Collected data:
╭──
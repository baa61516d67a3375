//! The service state is shared read-only, so concurrent requests must see
//! exactly the answers a single request would.

use axum::http::StatusCode;
use serde_json::json;
use std::time::{Duration, Instant};
use tokio::task::JoinSet;

use crate::common::{app, post_json, PREDICT_PATH};

async fn run_concurrent(clients: usize) -> Duration {
    let router = app();
    let start = Instant::now();
    let mut set = JoinSet::new();

    for i in 0..clients {
        let router = router.clone();
        set.spawn(async move {
            let windmills = (i % 5) as i64 + 1;
            let body = json!({
                "lat": 0.0,
                "lon": 0.0,
                "windmills": windmills,
                "temperature": 20.0,
                "pressure": 1013.0,
                "windSpeed": 5.0
            });
            let (status, json) = post_json(router, PREDICT_PATH, &body.to_string()).await;
            (windmills, status, json)
        });
    }

    while let Some(result) = set.join_next().await {
        let (windmills, status, json) = result.unwrap();
        assert_eq!(status, StatusCode::OK);

        let expected = ((1.234 * 5.0 + 0.5 * windmills as f64 + 0.0001) * 100.0_f64).round() / 100.0;
        assert_eq!(json["predictedPower"], expected);
        assert_eq!(json["optimalLocation"]["lat"], 0.2);
    }

    start.elapsed()
}

#[tokio::test(flavor = "multi_thread", worker_threads = 4)]
async fn test_concurrent_requests_agree() {
    run_concurrent(50).await;
}

#[tokio::test(flavor = "multi_thread", worker_threads = 8)]
#[ignore]
async fn test_sustained_load() {
    let elapsed = run_concurrent(5_000).await;
    println!("5000 requests in {:?}", elapsed);
    assert!(elapsed < Duration::from_secs(30));
}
╰──
[Assignment]
Each line above with the word "start" must be returned.

[Reply to the task]
    let start = Instant::now();
    start.elapsed()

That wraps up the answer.